[Requirement] Once the line containing "pub struct ServerConfig" has been written out, stop; until then, restate each line of the entries below word for word from the first.

[Data for processing]
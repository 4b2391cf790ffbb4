use std::net::SocketAddr;

use poleplace_control::{Controller, Exchange};
use poleplace_transport::{ListenerConfig, PlantListener, PlantStream};
use tracing::{debug, warn};

use crate::error::Result;
use crate::session::{SessionConfig, SessionHandler};
use crate::sink::LogSink;

/// Everything needed to run the control server.
#[derive(Debug, Clone, Default, PartialEq, Eq)]
pub struct ServerConfig {
    pub listener: ListenerConfig,
    pub session: SessionConfig,
    /// Stop after this many accepted connections. `None` serves forever.
    pub max_sessions: Option<usize>,
}

/// Session counters returned when [`Server::serve`] stops.
#[derive(Debug, Clone, Copy, Default, PartialEq, Eq)]
pub struct ServeSummary {
    pub accepted: usize,
    pub completed: usize,
    pub failed: usize,
}

/// Sequential accept loop: one connection, one session, then the next.
pub struct Server<S> {
    listener: PlantListener,
    handler: SessionHandler<S>,
    config: ServerConfig,
}

impl<S: LogSink> Server<S> {
    /// Set up the listener. Any failure here is fatal to the caller.
    pub fn bind(config: ServerConfig, controller: Controller, sink: S) -> Result<Self> {
        let listener = PlantListener::bind(&config.listener)?;
        Ok(Self {
            listener,
            handler: SessionHandler::new(controller, sink),
            config,
        })
    }

    /// The address actually bound.
    pub fn local_addr(&self) -> SocketAddr {
        self.listener.local_addr()
    }

    pub fn handler(&self) -> &SessionHandler<S> {
        &self.handler
    }

    pub fn into_sink(self) -> S {
        self.handler.into_sink()
    }

    /// Accept and serve connections one at a time.
    ///
    /// Returns `Err` on the first accept failure. A failed session is logged
    /// and the loop moves on to the next connection.
    pub fn serve(&mut self, mut report: impl FnMut(&Exchange)) -> Result<ServeSummary> {
        let mut summary = ServeSummary::default();
        loop {
            if let Some(max) = self.config.max_sessions {
                if summary.accepted >= max {
                    debug!(?summary, "session limit reached");
                    return Ok(summary);
                }
            }

            let stream = self.listener.accept()?;
            summary.accepted += 1;

            let peer = stream.peer_addr().ok();
            match self.serve_one(stream, &mut report) {
                Ok(_) => summary.completed += 1,
                Err(err) => {
                    summary.failed += 1;
                    warn!(?peer, error = %err, "session failed");
                }
            }
        }
    }

    fn serve_one(
        &mut self,
        stream: PlantStream,
        report: impl FnMut(&Exchange),
    ) -> Result<Exchange> {
        stream.set_read_timeout(self.config.session.read_timeout)?;
        stream.set_write_timeout(self.config.session.write_timeout)?;
        self.handler.handle(stream, report)
    }
}

#[cfg(test)]
mod tests {
    use std::io::{Read, Write};
    use std::net::TcpStream;
    use std::thread;
    use std::time::Duration;

    use poleplace_codec::{Request, Response};

    use super::*;
    use crate::client::exchange;
    use crate::error::SessionError;
    use crate::sink::{CsvFileSink, MemorySink};

    fn loopback_config(max_sessions: usize) -> ServerConfig {
        ServerConfig {
            listener: ListenerConfig::loopback(),
            session: SessionConfig::default(),
            max_sessions: Some(max_sessions),
        }
    }

    #[test]
    fn sequential_clients_are_served_in_isolation() {
        let mut server =
            Server::bind(loopback_config(2), Controller::default(), MemorySink::new())
                .expect("server should bind");
        let addr = server.local_addr();

        let handle = thread::spawn(move || {
            let summary = server.serve(|_| {}).expect("serve should stop cleanly");
            (summary, server.into_sink())
        });

        assert_eq!(exchange(addr, Request::new(25, 0)).unwrap(), Response::new(-72));
        assert_eq!(exchange(addr, Request::new(0, 0)).unwrap(), Response::new(0));

        let (summary, sink) = handle.join().expect("server thread should finish");
        assert_eq!(
            summary,
            ServeSummary {
                accepted: 2,
                completed: 2,
                failed: 0
            }
        );
        assert_eq!(
            sink.records(),
            ["1.000000,0.000000\n", "0.000000,0.000000\n"]
        );
    }

    #[test]
    fn short_request_is_dropped_and_server_continues() {
        let mut server =
            Server::bind(loopback_config(2), Controller::default(), MemorySink::new())
                .expect("server should bind");
        let addr = server.local_addr();

        let handle = thread::spawn(move || {
            let summary = server.serve(|_| {}).expect("serve should stop cleanly");
            (summary, server.into_sink())
        });

        let mut short = PlantStream::connect(addr).expect("connect");
        short.write_all(&[25]).expect("write one byte");
        short.shutdown_write().expect("half close");
        let mut rest = Vec::new();
        short.read_to_end(&mut rest).expect("server should close");
        assert!(rest.is_empty(), "no response for a short request");

        assert_eq!(exchange(addr, Request::new(-25, 0)).unwrap(), Response::new(72));

        let (summary, sink) = handle.join().expect("server thread should finish");
        assert_eq!(summary.failed, 1);
        assert_eq!(summary.completed, 1);
        assert_eq!(sink.records(), ["-1.000000,0.000000\n"]);
    }

    #[test]
    fn read_timeout_cuts_off_silent_peer() {
        let mut config = loopback_config(2);
        config.session.read_timeout = Some(Duration::from_millis(100));
        let mut server = Server::bind(config, Controller::default(), MemorySink::new())
            .expect("server should bind");
        let addr = server.local_addr();

        let handle = thread::spawn(move || server.serve(|_| {}).expect("serve"));

        let _silent = TcpStream::connect(addr).expect("silent client connects");
        assert_eq!(exchange(addr, Request::new(0, 25)).unwrap(), Response::new(0));

        let summary = handle.join().expect("server thread should finish");
        assert_eq!(summary.failed, 1);
        assert_eq!(summary.completed, 1);
    }

    #[test]
    fn csv_log_gains_one_line_per_session() {
        let dir = std::env::temp_dir().join(format!(
            "poleplace-server-csv-{}-{}",
            std::process::id(),
            std::time::SystemTime::now()
                .duration_since(std::time::UNIX_EPOCH)
                .expect("time should be after epoch")
                .as_nanos()
        ));
        std::fs::create_dir_all(&dir).expect("temp dir should be creatable");
        let path = dir.join("data.csv");

        let mut server = Server::bind(
            loopback_config(1),
            Controller::default(),
            CsvFileSink::new(&path),
        )
        .expect("server should bind");
        let addr = server.local_addr();
        let handle = thread::spawn(move || server.serve(|_| {}).expect("serve"));

        let response = exchange(addr, Request::new(25, -1)).unwrap();
        assert_eq!(response.vi, -72);
        handle.join().expect("server thread should finish");

        let contents = std::fs::read_to_string(&path).expect("log should exist");
        assert_eq!(contents, "1.000000,-0.040000\n");

        let _ = std::fs::remove_dir_all(&dir);
    }

    #[test]
    fn bind_failure_is_reported() {
        let first = Server::bind(loopback_config(1), Controller::default(), MemorySink::new())
            .expect("first bind");
        let mut config = loopback_config(1);
        config.listener.port = first.local_addr().port();

        let err = Server::bind(config, Controller::default(), MemorySink::new())
            .err()
            .expect("second bind should fail");
        assert!(matches!(err, SessionError::Transport(_)));
    }
}
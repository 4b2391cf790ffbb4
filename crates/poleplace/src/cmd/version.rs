use crate::cmd::VersionArgs;
use crate::exit::{CliResult, SUCCESS};

pub fn run(args: VersionArgs) -> CliResult<i32> {
    if !args.extended {
        println!("poleplace {}", env!("CARGO_PKG_VERSION"));
        return Ok(SUCCESS);
    }

    println!("name: poleplace");
    println!("version: {}", env!("CARGO_PKG_VERSION"));
    println!(
        "target: {}",
        option_env!("POLEPLACE_BUILD_TARGET").unwrap_or("unknown")
    );
    println!(
        "profile: {}",
        option_env!("POLEPLACE_BUILD_PROFILE").unwrap_or("unknown")
    );
    println!("target_os: {}", std::env::consts::OS);
    println!("target_arch: {}", std::env::consts::ARCH);
    println!(
        "rustc: {}",
        option_env!("RUSTC_VERSION").unwrap_or("unknown")
    );
    println!(
        "interface_binding: {}",
        cfg!(any(target_os = "linux", target_os = "android"))
    );
    println!(
        "defaults: port={} backlog={} interface={} q_gain={}",
        poleplace_transport::DEFAULT_PORT,
        poleplace_transport::DEFAULT_BACKLOG,
        poleplace_transport::DEFAULT_INTERFACE,
        poleplace_codec::DEFAULT_Q_GAIN
    );

    Ok(SUCCESS)
}
/// Errors that can occur while quantizing or transferring samples.
#[derive(Debug, thiserror::Error)]
pub enum CodecError {
    /// The quantization gain is zero or not finite.
    #[error("invalid quantization gain {0} (must be finite and non-zero)")]
    InvalidGain(f64),

    /// The peer closed the connection before a full message arrived.
    #[error("short read ({received} of {expected} bytes)")]
    ShortRead { expected: usize, received: usize },

    /// The peer stopped accepting data before a full message was written.
    #[error("short write ({written} of {expected} bytes)")]
    ShortWrite { expected: usize, written: usize },

    /// An I/O error occurred while reading or writing samples.
    #[error("wire I/O error: {0}")]
    Io(#[from] std::io::Error),
}

pub type Result<T> = std::result::Result<T, CodecError>;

[Solution to this exercise]
repository 4b2391cf790ffbb4
use std::net::SocketAddr;

use poleplace_control::{Controller, Exchange};
use poleplace_transport::{ListenerConfig, PlantListener, PlantStream};
use tracing::{debug, warn};

use crate::error::Result;
use crate::session::{SessionConfig, SessionHandler};
use crate::sink::LogSink;

/// Everything needed to run the control server.
#[derive(Debug, Clone, Default, PartialEq, Eq)]
pub struct ServerConfig {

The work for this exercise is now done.